:: INSTRUCTIONS FOR THE TASK ::
If a line of the records holds the word "CallGraph", copy it out.

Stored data
▼▼▼

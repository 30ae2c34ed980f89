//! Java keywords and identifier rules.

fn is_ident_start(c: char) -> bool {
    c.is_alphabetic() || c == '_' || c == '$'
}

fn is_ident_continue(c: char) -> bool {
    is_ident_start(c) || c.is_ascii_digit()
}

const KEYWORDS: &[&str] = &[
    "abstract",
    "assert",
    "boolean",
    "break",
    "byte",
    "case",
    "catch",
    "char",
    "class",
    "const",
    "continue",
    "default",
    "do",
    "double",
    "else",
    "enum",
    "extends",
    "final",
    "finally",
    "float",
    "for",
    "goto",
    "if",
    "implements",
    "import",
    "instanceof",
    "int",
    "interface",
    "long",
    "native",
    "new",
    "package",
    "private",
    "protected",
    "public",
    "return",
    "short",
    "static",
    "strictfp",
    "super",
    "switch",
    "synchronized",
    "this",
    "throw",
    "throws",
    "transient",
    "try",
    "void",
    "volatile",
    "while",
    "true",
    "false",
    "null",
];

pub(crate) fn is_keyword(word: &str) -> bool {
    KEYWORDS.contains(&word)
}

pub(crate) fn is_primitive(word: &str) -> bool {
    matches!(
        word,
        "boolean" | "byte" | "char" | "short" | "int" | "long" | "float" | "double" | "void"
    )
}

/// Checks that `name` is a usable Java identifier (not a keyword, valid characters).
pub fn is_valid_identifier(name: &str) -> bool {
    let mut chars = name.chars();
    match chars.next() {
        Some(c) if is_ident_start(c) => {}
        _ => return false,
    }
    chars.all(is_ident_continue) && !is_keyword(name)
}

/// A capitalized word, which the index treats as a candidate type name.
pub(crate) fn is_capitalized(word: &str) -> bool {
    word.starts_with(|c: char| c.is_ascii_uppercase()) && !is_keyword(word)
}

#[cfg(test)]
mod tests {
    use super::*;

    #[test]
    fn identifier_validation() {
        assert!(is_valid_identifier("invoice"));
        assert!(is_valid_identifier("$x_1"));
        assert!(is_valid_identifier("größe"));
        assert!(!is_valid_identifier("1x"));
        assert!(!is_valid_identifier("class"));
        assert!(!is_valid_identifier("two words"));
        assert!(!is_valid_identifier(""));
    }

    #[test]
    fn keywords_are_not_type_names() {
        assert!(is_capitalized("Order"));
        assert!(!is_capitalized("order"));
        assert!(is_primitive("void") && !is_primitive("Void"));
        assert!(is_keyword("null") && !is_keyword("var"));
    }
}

▲▲▲
▼▼▼

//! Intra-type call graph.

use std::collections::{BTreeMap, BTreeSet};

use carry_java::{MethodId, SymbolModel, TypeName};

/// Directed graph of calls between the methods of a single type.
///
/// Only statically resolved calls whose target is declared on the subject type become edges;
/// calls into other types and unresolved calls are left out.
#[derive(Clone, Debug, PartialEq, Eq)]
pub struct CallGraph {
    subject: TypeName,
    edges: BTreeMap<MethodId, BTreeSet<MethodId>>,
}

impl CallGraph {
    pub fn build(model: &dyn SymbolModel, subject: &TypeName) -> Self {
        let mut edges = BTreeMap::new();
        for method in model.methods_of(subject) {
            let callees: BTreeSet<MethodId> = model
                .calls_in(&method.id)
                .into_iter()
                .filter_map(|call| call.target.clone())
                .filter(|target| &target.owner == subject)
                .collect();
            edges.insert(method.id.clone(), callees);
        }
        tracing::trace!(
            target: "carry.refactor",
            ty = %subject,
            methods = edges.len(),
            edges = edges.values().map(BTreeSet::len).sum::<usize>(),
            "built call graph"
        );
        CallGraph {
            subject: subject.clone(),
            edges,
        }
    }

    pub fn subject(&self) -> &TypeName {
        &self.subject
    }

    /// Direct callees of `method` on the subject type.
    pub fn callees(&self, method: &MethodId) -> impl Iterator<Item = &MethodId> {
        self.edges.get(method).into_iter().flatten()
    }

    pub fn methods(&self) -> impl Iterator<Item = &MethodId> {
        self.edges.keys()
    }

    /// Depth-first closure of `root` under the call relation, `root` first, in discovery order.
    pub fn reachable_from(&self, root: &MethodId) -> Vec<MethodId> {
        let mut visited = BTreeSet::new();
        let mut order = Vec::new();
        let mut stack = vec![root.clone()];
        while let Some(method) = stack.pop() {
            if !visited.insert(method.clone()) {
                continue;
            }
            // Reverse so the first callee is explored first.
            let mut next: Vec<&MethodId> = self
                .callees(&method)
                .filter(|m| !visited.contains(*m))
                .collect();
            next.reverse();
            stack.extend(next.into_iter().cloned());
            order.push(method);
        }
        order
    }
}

▲▲▲

:: TASK RESPONSE ::
pub struct CallGraph {
impl CallGraph {
        CallGraph {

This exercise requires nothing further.